Evil Things (Click for Trailer), a 2009 reality horror film by Dominic Perez, features an interesting twist on the fake-found-footage conceit of apparently aleatory footage as a "raw" document of (usually) traumatic events. Found-footage horror films, such as Cloverfield and Home Movie (both 2008), attempt to mimic the sense of immediacy of accidental or incidental footage; these films must appear to be untampered-with records of events, "unedited" and unrehearsed. In keeping with this found-footage illusion, Evil Things, like Cloverfield,
begins with a title card identifying the film as evidence collected by
the U.S. Department of Justice, found with a handwritten label
identifying the film's title. [I suppose I should warn you not to read on if you're
interested in experiencing the film's twists first-hand.] However, Perez's film deviates from its
status as found footage when, at about midway, the perspective shifts
from victim to
victimizer, and what originally appeared to be unedited found footage is
identified as a manipulation.
Like The Blair Witch Project, Evil Things crosses the kind of anxiety
around the constant presence of (and need for) a camera apparent in most reality horror
films, with horror's more traditional dread of isolated, open,
unfamiliar rural spaces. Five friends head out on a road trip to
sequester themselves in an isolated house in the snowy Maine woods, one
of the friends incessantly documenting their journey to the initial
amusement, and later frustration, of the others. As they navigate
treacherous icy mountain roads, the group is menaced by a stalker in a black van with opaque windows
who appears out of the night in a series of scenes
that are unnerving and effective in creating the general sense of paranoia
and inevitable doom common to rural horror. The group seems to have lost their pursuer once
they have reached the house. When the inevitable home invasion occurs,
it comes initially in the form of a videotape delivered to the front
porch of the house, showing the group that their highway stalker has
continued to pursue them, recording them from both outside and inside
the house, creeping into their rooms as they sleep. At this point, control over the footage/narrative splits
between the group and their stalker; later, after the requisite series of
unfortunate events, their stalker acquires the group's camera and takes over all documenting duties from
the group.
It is not long after this point that the entire film is identified as a
manipulation by the victimizer--even showing him at a console, laptop at the ready, reviewing multiple screens of footage we have already seen (which I suppose explains, however
implicitly, why this "found footage" features artful dissolves into static, slow
fades to black, and occasional non-diegetic music to underscore some of
the film's more tense moments). Not only do we learn in the film's latter
half that the stalker is the primary perspective structuring the film's
footage into a coherent whole, the film fairly explicitly suggests,
over an extended end-credit sequence, a moral motivation on the part of
the stalker (and, I presume, killer). This information comes in the form
of footage inserted into the film from other shoots showing the stalker
in Central Park singling out a film crew and choosing to include them in his sadistic-voyeuristic pursuits.
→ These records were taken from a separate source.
//! Error types and handling for mpstubs
//!
//! Uses `thiserror` for error definitions and `miette` for pretty diagnostics.
//!
//! Errors are grouped by the pipeline stage that raises them:
//! - manifest editing (anchor lookup, malformed list, contradictory edits)
//! - stub resolution (not found, verification)
//! - registry and project configuration
//! - device sessions (connection, on-device script failures)
//! - file system

use miette::Diagnostic;
use thiserror::Error;

/// Main error type for mpstubs operations
#[derive(Error, Diagnostic, Debug)]
pub enum StubError {
    // Manifest errors
    #[error("No list assigned to '{anchor}' found in {artifact}")]
    #[diagnostic(
        code(mpstubs::manifest::anchor_not_found),
        help("The manifest needs a list literal such as `{anchor} = []` or `\"{anchor}\": []`")
    )]
    AnchorNotFound { anchor: String, artifact: String },

    #[error("Malformed list in {artifact}: {reason}")]
    #[diagnostic(code(mpstubs::manifest::malformed))]
    MalformedArtifact { artifact: String, reason: String },

    #[error("Stub '{name}' is both added and removed in the same change")]
    #[diagnostic(code(mpstubs::manifest::contradictory_change))]
    ContradictoryChange { name: String },

    // Resolution errors
    #[error("Stub '{name}' not found")]
    #[diagnostic(
        code(mpstubs::source::not_found),
        help("Pass a path to a stub directory or a name listed in the catalog")
    )]
    StubNotFound { name: String },

    #[error("Stub '{name}' failed verification: {reason}")]
    #[diagnostic(code(mpstubs::source::verification_failed))]
    StubVerificationFailed { name: String, reason: String },

    // Registry errors
    #[error("Stub '{name}' is not installed")]
    #[diagnostic(
        code(mpstubs::registry::not_installed),
        help("Run 'mpstubs list' to see installed stubs")
    )]
    StubNotInstalled { name: String },

    // Configuration errors
    #[error("Failed to parse configuration file: {path}")]
    #[diagnostic(code(mpstubs::config::parse_failed))]
    ConfigParseFailed { path: String, reason: String },

    #[error("Could not determine data directory for the stub registry")]
    #[diagnostic(
        code(mpstubs::config::no_home),
        help("Set MPSTUBS_HOME to choose a registry location")
    )]
    NoRegistryHome,

    // Device errors
    #[error("Could not connect to device on {port}: {reason}")]
    #[diagnostic(
        code(mpstubs::device::connection),
        help("Check that the board is plugged in and no other program holds the port")
    )]
    Connection { port: String, reason: String },

    #[error("Stub extraction script failed on device: {message}")]
    #[diagnostic(code(mpstubs::device::script_failed))]
    ScriptExecution { message: String },

    #[error("Failed to copy '{remote}' from device: {reason}")]
    #[diagnostic(code(mpstubs::device::copy_failed))]
    DeviceCopyFailed { remote: String, reason: String },

    // File system errors
    #[error("Failed to read file: {path}")]
    #[diagnostic(code(mpstubs::fs::read_failed))]
    FileReadFailed { path: String, reason: String },

    #[error("Failed to write file: {path}")]
    #[diagnostic(code(mpstubs::fs::write_failed))]
    FileWriteFailed { path: String, reason: String },

    #[error("IO error: {message}")]
    #[diagnostic(code(mpstubs::fs::io_error))]
    IoError { message: String },
}

impl StubError {
    /// Whether the command layer recovers from this error instead of failing
    pub fn is_connection(&self) -> bool {
        matches!(self, StubError::Connection { .. })
    }
}

impl From<std::io::Error> for StubError {
    fn from(err: std::io::Error) -> Self {
        StubError::IoError {
            message: err.to_string(),
        }
    }
}

impl From<serde_yaml::Error> for StubError {
    fn from(err: serde_yaml::Error) -> Self {
        StubError::ConfigParseFailed {
            path: "unknown".to_string(),
            reason: err.to_string(),
        }
    }
}

impl From<serde_json::Error> for StubError {
    fn from(err: serde_json::Error) -> Self {
        StubError::ConfigParseFailed {
            path: "unknown".to_string(),
            reason: err.to_string(),
        }
    }
}

/// Result type alias using miette for error handling
pub type Result<T> = miette::Result<T, StubError>;
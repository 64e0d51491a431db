//! Common test utilities for mpstubs integration tests

use std::cell::RefCell;
use std::path::{Path, PathBuf};

use assert_cmd::Command;
use tempfile::TempDir;

/// An isolated project, registry home and catalog
#[allow(dead_code)]
pub struct TestWorkspace {
    #[allow(dead_code)]
    pub temp: TempDir,
    /// Project root (commands run here)
    pub path: PathBuf,
    pub home: PathBuf,
    pub catalog: PathBuf,
    catalog_entries: RefCell<Vec<String>>,
}

#[allow(dead_code)]
impl TestWorkspace {
    pub fn new() -> Self {
        let temp = TempDir::new().expect("Failed to create temp directory");
        let path = temp.path().join("project");
        let home = temp.path().join("home");
        let catalog = temp.path().join("catalog");
        std::fs::create_dir_all(&path).expect("Failed to create project directory");
        std::fs::create_dir_all(&catalog).expect("Failed to create catalog directory");
        Self {
            temp,
            path,
            home,
            catalog,
            catalog_entries: RefCell::new(Vec::new()),
        }
    }

    /// Write `mpstubs.yaml` at the project root
    pub fn init_project(&self, config: &str) {
        self.write_file("mpstubs.yaml", config);
    }

    /// Write a file in the project
    pub fn write_file(&self, path: &str, content: &str) {
        let file_path = self.path.join(path);
        if let Some(parent) = file_path.parent() {
            std::fs::create_dir_all(parent).expect("Failed to create parent directory");
        }
        std::fs::write(&file_path, content).expect("Failed to write file");
    }

    /// Read a file from the project
    pub fn read_file(&self, path: &str) -> String {
        std::fs::read_to_string(self.path.join(path)).expect("Failed to read file")
    }

    /// Add a stub to the catalog and rewrite its index
    pub fn add_catalog_stub(&self, name: &str, port: &str) {
        write_stub_dir(&self.catalog.join(name), port);

        let mut entries = self.catalog_entries.borrow_mut();
        entries.push(name.to_string());
        let index: String = entries
            .iter()
            .map(|n| format!("  - name: {n}\n    path: {n}\n"))
            .collect();
        std::fs::write(self.catalog.join("catalog.yaml"), format!("stubs:\n{index}"))
            .expect("Failed to write catalog index");
    }

    /// Create a stub directory inside the project
    pub fn create_local_stub(&self, dir: &str, port: &str) -> PathBuf {
        let path = self.path.join(dir);
        write_stub_dir(&path, port);
        path
    }

    /// Installed files of `name` in the registry home
    pub fn installed_dir(&self, name: &str) -> PathBuf {
        self.home.join("stubs").join(name)
    }

    /// `mpstubs` running in the project with isolated home and catalog
    #[allow(deprecated)]
    pub fn cmd(&self) -> Command {
        let mut cmd = Command::cargo_bin("mpstubs").expect("Failed to find mpstubs binary");
        cmd.current_dir(&self.path);
        // Ignore developer overrides
        cmd.env_remove("MPSTUBS_PROJECT");
        cmd.env_remove("MPSTUBS_CREATESTUBS");
        cmd.env_remove("RUST_LOG");
        cmd.env("MPSTUBS_HOME", &self.home);
        cmd.env("MPSTUBS_CATALOG", &self.catalog);
        cmd
    }
}

impl Default for TestWorkspace {
    fn default() -> Self {
        Self::new()
    }
}

/// Write a minimal stub directory
pub fn write_stub_dir(dir: &Path, port: &str) {
    std::fs::create_dir_all(dir).expect("Failed to create stub directory");
    std::fs::write(
        dir.join("modules.json"),
        format!(r#"{{"firmware": {{"name": "micropython", "port": "{port}", "version": "1.22.0"}}}}"#),
    )
    .expect("Failed to write modules.json");
    std::fs::write(dir.join("machine.pyi"), "class Pin: ...\n").expect("Failed to write stub");
}

#[cfg(test)]
mod tests {
    use super::*;

    #[test]
    fn test_workspace_creation() {
        let workspace = TestWorkspace::new();
        assert!(workspace.path.exists());
        assert!(workspace.catalog.exists());
    }

    #[test]
    fn test_catalog_index_lists_every_stub() {
        let workspace = TestWorkspace::new();
        workspace.add_catalog_stub("a", "esp32");
        workspace.add_catalog_stub("b", "rp2");

        let index = std::fs::read_to_string(workspace.catalog.join("catalog.yaml")).unwrap();
        assert!(index.contains("name: a"));
        assert!(index.contains("name: b"));
    }
}
use clap::Parser;

/// Arguments for the add command
#[derive(Parser, Debug)]
#[command(after_help = "EXAMPLES:\n  \
                  Add a stub from the catalog:\n    mpstubs add micropython-esp32-stubs\n\n\
                  Add a local stub directory:\n    mpstubs add ./stubs/rp2\n\n\
                  Re-install from source:\n    mpstubs add micropython-esp32-stubs --force")]
pub struct AddArgs {
    /// Catalog name or path to a stub directory
    pub name: String,

    /// Re-stage from source even if the stub is already installed
    #[arg(long, short = 'f')]
    pub force: bool,
}
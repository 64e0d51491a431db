//! Device sessions
//!
//! A [`Transport`] opens a [`Connection`] to a board; [`DeviceSession`] wraps
//! the connection and tracks its state:
//!
//! ```text
//! Disconnected -> Connected -> ScriptRunning -> Connected -> Disconnected
//! ```
//!
//! Every session that reached `Connected` is disconnected exactly once, either
//! through [`DeviceSession::disconnect`] or when the session is dropped.

pub mod mpremote;

use std::path::{Path, PathBuf};

use crate::error::{Result, StubError};

pub use mpremote::MpremoteTransport;

/// Opens connections to devices
pub trait Transport {
    fn connect(&self, port: &str) -> Result<Box<dyn Connection>>;
}

/// An open link to one device
pub trait Connection {
    /// Execute a local script on the device
    fn run_script(&mut self, script: &Path) -> Result<()>;

    /// Copy a device directory into `local_dir`, returning the copied tree
    fn copy_from(&mut self, remote: &str, local_dir: &Path) -> Result<PathBuf>;

    fn disconnect(&mut self) -> Result<()>;
}

#[derive(Debug, Clone, Copy, PartialEq, Eq)]
pub enum SessionState {
    Disconnected,
    Connected,
    ScriptRunning,
}

pub struct DeviceSession {
    port: String,
    connection: Option<Box<dyn Connection>>,
    state: SessionState,
}

impl DeviceSession {
    pub fn open(transport: &dyn Transport, port: &str) -> Result<Self> {
        let connection = transport.connect(port)?;
        tracing::debug!(port, "device connected");
        Ok(Self {
            port: port.to_string(),
            connection: Some(connection),
            state: SessionState::Connected,
        })
    }

    pub fn state(&self) -> SessionState {
        self.state
    }

    pub fn run_script(&mut self, script: &Path) -> Result<()> {
        self.state = SessionState::ScriptRunning;
        tracing::debug!(port = %self.port, script = %script.display(), "running script");
        let result = self.connection()?.run_script(script);
        self.state = SessionState::Connected;
        result
    }

    pub fn copy_from(&mut self, remote: &str, local_dir: &Path) -> Result<PathBuf> {
        self.connection()?.copy_from(remote, local_dir)
    }

    /// Close the session and report disconnect failures
    pub fn disconnect(mut self) -> Result<()> {
        self.close()
    }

    fn connection(&mut self) -> Result<&mut dyn Connection> {
        match self.connection.as_deref_mut() {
            Some(connection) => Ok(connection),
            None => Err(StubError::Connection {
                port: self.port.clone(),
                reason: "session already closed".to_string(),
            }),
        }
    }

    fn close(&mut self) -> Result<()> {
        match self.connection.take() {
            Some(mut connection) => {
                self.state = SessionState::Disconnected;
                tracing::debug!(port = %self.port, "disconnecting device");
                connection.disconnect()
            }
            None => Ok(()),
        }
    }
}

impl Drop for DeviceSession {
    fn drop(&mut self) {
        if let Err(e) = self.close() {
            tracing::warn!(port = %self.port, error = %e, "failed to disconnect device");
        }
    }
}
Camera-bearing in Evil Things thus seems to bring on a threat of in-kind punishment and a sort of video retribution, where the protagonists go missing and become consumed by the visual record that contains them: here, within the video footage presumably left (or delivered?) by the film's malevolent video-stalker to be found by the authorities.
As James Keller has argued of the monstrous editorial presence in The Blair Witch Project, Evil Things is, in its own way, about "the progressive loss of control of the cinema process" in that it, like Blair Witch, fails to divulge its monsters, preferring to suggest it/them at work behind the camera (Keller 60). While Blair Witch is perhaps more ambivalent about its filmmaker-protagonists' faith in the recorded image, Evil Things explicitly links its obsessive filmmakers to that of horror's usually malevolent, monstrous force by framing the final events of its narrative as a moral comeuppance somehow deserved by the camera-bearing protagonists (and their friends). In Evil Things this sort of moral imperative is made fairly explicit also in the scene in which the protagonists view the video-stalker's footage of them in horror, footage in which their own invasive camera is featured prominently.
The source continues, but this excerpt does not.